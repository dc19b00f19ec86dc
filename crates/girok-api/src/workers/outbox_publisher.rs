//! Outbox publisher worker
//!
//! Drains unpublished outbox rows to the event bus, oldest first.
//! Delivery is at-least-once: a row is marked published only after the
//! bus accepts it, and failures back off exponentially without ever
//! dropping the row.

use chrono::Utc;
use girok_core::bus::EventBus;
use girok_core::events::EventEnvelope;
use girok_db::repositories::OutboxRepository;
use std::sync::Arc;
use std::time::Duration;
use tokio::sync::watch;
use tracing::{debug, error, info, warn};

/// Rows fetched per poll
const BATCH_SIZE: u64 = 100;

pub struct OutboxPublisher {
    outbox: OutboxRepository,
    bus: Arc<dyn EventBus>,
    poll_interval: Duration,
    shutdown: watch::Receiver<bool>,
}

impl OutboxPublisher {
    pub fn new(
        outbox: OutboxRepository,
        bus: Arc<dyn EventBus>,
        poll_interval: Duration,
        shutdown: watch::Receiver<bool>,
    ) -> Self {
        Self {
            outbox,
            bus,
            poll_interval,
            shutdown,
        }
    }

    /// Run until shutdown
    pub async fn run(mut self) {
        info!("outbox publisher started");
        let mut ticker = tokio::time::interval(self.poll_interval);
        ticker.set_missed_tick_behavior(tokio::time::MissedTickBehavior::Delay);

        loop {
            tokio::select! {
                _ = ticker.tick() => {
                    if let Err(e) = self.drain_once().await {
                        error!(error = %e, "outbox drain failed");
                    }
                }
                _ = self.shutdown.changed() => {
                    if *self.shutdown.borrow() {
                        info!("outbox publisher stopping");
                        break;
                    }
                }
            }
        }
    }

    /// Publish one batch; callable directly from tests
    pub async fn drain_once(&self) -> Result<u64, girok_db::DbError> {
        let due = self.outbox.fetch_due(BATCH_SIZE).await?;
        if due.is_empty() {
            return Ok(0);
        }

        let mut published = 0;
        for row in due {
            let envelope = EventEnvelope {
                aggregate_type: parse_aggregate(&row.aggregate_type),
                aggregate_id: row.aggregate_id,
                event_type: row.event_type.clone(),
                payload: row.payload.clone(),
                occurred_at: row.created_at,
            };
            let payload = match serde_json::to_string(&envelope) {
                Ok(payload) => payload,
                Err(e) => {
                    // Unserializable rows would wedge the queue head;
                    // back them off like a delivery failure
                    error!(event_id = %row.id, error = %e, "outbox row failed to serialize");
                    self.outbox.mark_failed(row.id, row.retry_count).await?;
                    continue;
                }
            };

            match self.bus.publish(&row.aggregate_type, &payload).await {
                Ok(()) => {
                    self.outbox.mark_published(row.id).await?;
                    published += 1;
                    debug!(event_id = %row.id, event_type = %row.event_type, "event published");
                }
                Err(e) => {
                    warn!(
                        event_id = %row.id,
                        retry_count = row.retry_count,
                        error = %e,
                        "event delivery failed, backing off"
                    );
                    self.outbox.mark_failed(row.id, row.retry_count).await?;
                }
            }
        }

        if published > 0 {
            debug!(published, at = %Utc::now(), "outbox batch drained");
        }
        Ok(published)
    }
}

fn parse_aggregate(raw: &str) -> girok_core::events::AggregateType {
    use girok_core::events::AggregateType;
    match raw {
        "account" => AggregateType::Account,
        "session" => AggregateType::Session,
        "sanction" => AggregateType::Sanction,
        "consent" => AggregateType::Consent,
        _ => AggregateType::DsrRequest,
    }
}

#[cfg(test)]
mod tests {
    use super::*;
    use girok_core::events::AggregateType;

    #[test]
    fn test_parse_aggregate() {
        assert_eq!(parse_aggregate("account"), AggregateType::Account);
        assert_eq!(parse_aggregate("sanction"), AggregateType::Sanction);
        assert_eq!(parse_aggregate("dsr_request"), AggregateType::DsrRequest);
        // Unknown types default to the DSR family rather than dropping
        assert_eq!(parse_aggregate("mystery"), AggregateType::DsrRequest);
    }
}
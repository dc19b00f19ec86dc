//! In-memory cache store for tests and single-process development

use async_trait::async_trait;
use std::collections::HashMap;
use std::time::{Duration, Instant};
use tokio::sync::RwLock;

use crate::cache::CacheStore;
use crate::errors::CoreResult;

struct Entry {
    value: String,
    expires_at: Instant,
}

impl Entry {
    fn is_expired(&self) -> bool {
        Instant::now() >= self.expires_at
    }
}

/// HashMap-backed cache with real TTL semantics
#[derive(Default)]
pub struct MemoryCache {
    entries: RwLock<HashMap<String, Entry>>,
}

impl MemoryCache {
    pub fn new() -> Self {
        Self {
            entries: RwLock::new(HashMap::new()),
        }
    }

    /// Number of live entries, for assertions in tests
    pub async fn len(&self) -> usize {
        let entries = self.entries.read().await;
        entries.values().filter(|e| !e.is_expired()).count()
    }

    pub async fn is_empty(&self) -> bool {
        self.len().await == 0
    }
}

#[async_trait]
impl CacheStore for MemoryCache {
    async fn get(&self, key: &str) -> CoreResult<Option<String>> {
        let entries = self.entries.read().await;
        Ok(entries
            .get(key)
            .filter(|e| !e.is_expired())
            .map(|e| e.value.clone()))
    }

    async fn set(&self, key: &str, value: &str, ttl: Duration) -> CoreResult<()> {
        let mut entries = self.entries.write().await;
        entries.insert(
            key.to_string(),
            Entry {
                value: value.to_string(),
                expires_at: Instant::now() + ttl,
            },
        );
        Ok(())
    }

    async fn delete(&self, key: &str) -> CoreResult<bool> {
        let mut entries = self.entries.write().await;
        Ok(entries.remove(key).is_some())
    }

    async fn set_nx(&self, key: &str, value: &str, ttl: Duration) -> CoreResult<bool> {
        let mut entries = self.entries.write().await;
        let live = entries.get(key).map(|e| !e.is_expired()).unwrap_or(false);
        if live {
            return Ok(false);
        }
        entries.insert(
            key.to_string(),
            Entry {
                value: value.to_string(),
                expires_at: Instant::now() + ttl,
            },
        );
        Ok(true)
    }

    async fn invalidate_pattern(&self, pattern: &str) -> CoreResult<u64> {
        let mut entries = self.entries.write().await;
        let keys: Vec<String> = entries
            .keys()
            .filter(|k| glob_match(pattern, k))
            .cloned()
            .collect();
        for key in &keys {
            entries.remove(key);
        }
        Ok(keys.len() as u64)
    }
}

/// Glob matching supporting `*` wildcards only, which is all the domain
/// key patterns use
fn glob_match(pattern: &str, candidate: &str) -> bool {
    let parts: Vec<&str> = pattern.split('*').collect();
    if parts.len() == 1 {
        return pattern == candidate;
    }

    let mut remainder = candidate;
    for (i, part) in parts.iter().enumerate() {
        if part.is_empty() {
            continue;
        }
        if i == 0 {
            match remainder.strip_prefix(part) {
                Some(rest) => remainder = rest,
                None => return false,
            }
        } else if i == parts.len() - 1 && !pattern.ends_with('*') {
            return remainder.ends_with(part);
        } else {
            match remainder.find(part) {
                Some(pos) => remainder = &remainder[pos + part.len()..],
                None => return false,
            }
        }
    }
    true
}

#[cfg(test)]
mod tests {
    use super::*;

    #[tokio::test]
    async fn test_set_get_delete() {
        let cache = MemoryCache::new();

        cache
            .set("k1", "v1", Duration::from_secs(60))
            .await
            .unwrap();
        assert_eq!(cache.get("k1").await.unwrap(), Some("v1".to_string()));

        assert!(cache.delete("k1").await.unwrap());
        assert_eq!(cache.get("k1").await.unwrap(), None);
        assert!(!cache.delete("k1").await.unwrap());
    }

    #[tokio::test]
    async fn test_ttl_expiry() {
        let cache = MemoryCache::new();

        cache
            .set("short", "v", Duration::from_millis(10))
            .await
            .unwrap();
        tokio::time::sleep(Duration::from_millis(25)).await;
        assert_eq!(cache.get("short").await.unwrap(), None);
    }

    #[tokio::test]
    async fn test_set_nx() {
        let cache = MemoryCache::new();

        assert!(cache
            .set_nx("lock", "1", Duration::from_secs(60))
            .await
            .unwrap());
        assert!(!cache
            .set_nx("lock", "2", Duration::from_secs(60))
            .await
            .unwrap());

        // Expired entries do not block acquisition
        cache
            .set("stale", "1", Duration::from_millis(5))
            .await
            .unwrap();
        tokio::time::sleep(Duration::from_millis(15)).await;
        assert!(cache
            .set_nx("stale", "2", Duration::from_secs(60))
            .await
            .unwrap());
    }

    #[tokio::test]
    async fn test_pattern_invalidation() {
        let cache = MemoryCache::new();

        cache
            .set("girok:doc:latest:TOS:en", "a", Duration::from_secs(60))
            .await
            .unwrap();
        cache
            .set("girok:doc:latest:TOS:ko", "b", Duration::from_secs(60))
            .await
            .unwrap();
        cache
            .set("girok:law:code:GDPR", "c", Duration::from_secs(60))
            .await
            .unwrap();

        let removed = cache
            .invalidate_pattern("girok:doc:latest:TOS:*")
            .await
            .unwrap();
        assert_eq!(removed, 2);
        assert_eq!(cache.len().await, 1);
    }

    #[test]
    fn test_glob_match() {
        assert!(glob_match("a:*", "a:b"));
        assert!(glob_match("a:*:c", "a:b:c"));
        assert!(glob_match("exact", "exact"));
        assert!(!glob_match("a:*", "b:a"));
        assert!(!glob_match("exact", "exactly"));
    }
}
//! Authentication service
//!
//! The registration and two-step login state machine, lockout
//! accounting, password change, and the MFA setup flow. Every state
//! change commits in one transaction together with its outbox event.
//!
//! The login primary step is timing-equalized: when the email is
//! unknown, the password is still verified against a process-constant
//! dummy hash and the attempt is recorded under the sentinel account
//! ID, so the unknown-email and wrong-password paths are
//! indistinguishable from outside.

use chrono::{Duration, Utc};
use girok_core::auth::challenge::CHALLENGE_TTL_SECS;
use girok_core::auth::{
    backup_codes, password::dummy_hash, totp, MfaChallenge, MfaMethod, PasswordHasher,
    PasswordVerifier,
};
use girok_core::cache::{Cache, CacheKeys, CacheTtl};
use girok_core::entities::account::{sentinel_account_id, Account};
use girok_core::entities::session::{Session, SessionContext};
use girok_core::events::{AggregateType, EventType};
use girok_db::repositories::{
    AccountRepository, CredentialRepository, LoginAttemptRepository, MfaSecretRepository,
    NewOutboxEvent, OutboxRepository,
};
use sea_orm::{DatabaseConnection, TransactionTrait};
use serde_json::json;
use std::sync::Arc;
use std::time::Duration as StdDuration;
use tracing::{info, warn};
use uuid::Uuid;

use crate::middleware::auth::ClientInfo;
use crate::middleware::error_handler::{ApiError, ApiResult};
use crate::services::session::SessionService;

/// Outcome of the login primary step
pub enum LoginOutcome {
    /// Session issued; no second factor required
    Complete(Box<SessionBundle>),
    /// Second factor required; challenge minted
    MfaRequired {
        challenge_id: String,
        methods: Vec<MfaMethod>,
    },
}

/// A freshly issued session with its one-time refresh token
pub struct SessionBundle {
    pub account: Account,
    pub session: Session,
    pub refresh_token: String,
}

/// Result of MFA provisioning
pub struct MfaProvisioning {
    pub secret: String,
    pub otpauth_uri: String,
    pub backup_codes: Vec<String>,
}

/// Authentication service
#[derive(Clone)]
pub struct AuthService {
    db: Arc<DatabaseConnection>,
    accounts: AccountRepository,
    credentials: CredentialRepository,
    mfa_secrets: MfaSecretRepository,
    login_attempts: LoginAttemptRepository,
    outbox: OutboxRepository,
    sessions: SessionService,
    cache: Cache,
    hasher: PasswordHasher,
    verifier: PasswordVerifier,
    /// Verified against when the account does not exist
    timing_dummy_hash: String,
    max_login_failures: u64,
    login_window: Duration,
}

* * * * *

# REQUIREMENT
The lines of the records that contain the string "sleep" should be located and copied.

# FINAL ANSWER
        tokio::time::sleep(Duration::from_millis(25)).await;
        tokio::time::sleep(Duration::from_millis(15)).await;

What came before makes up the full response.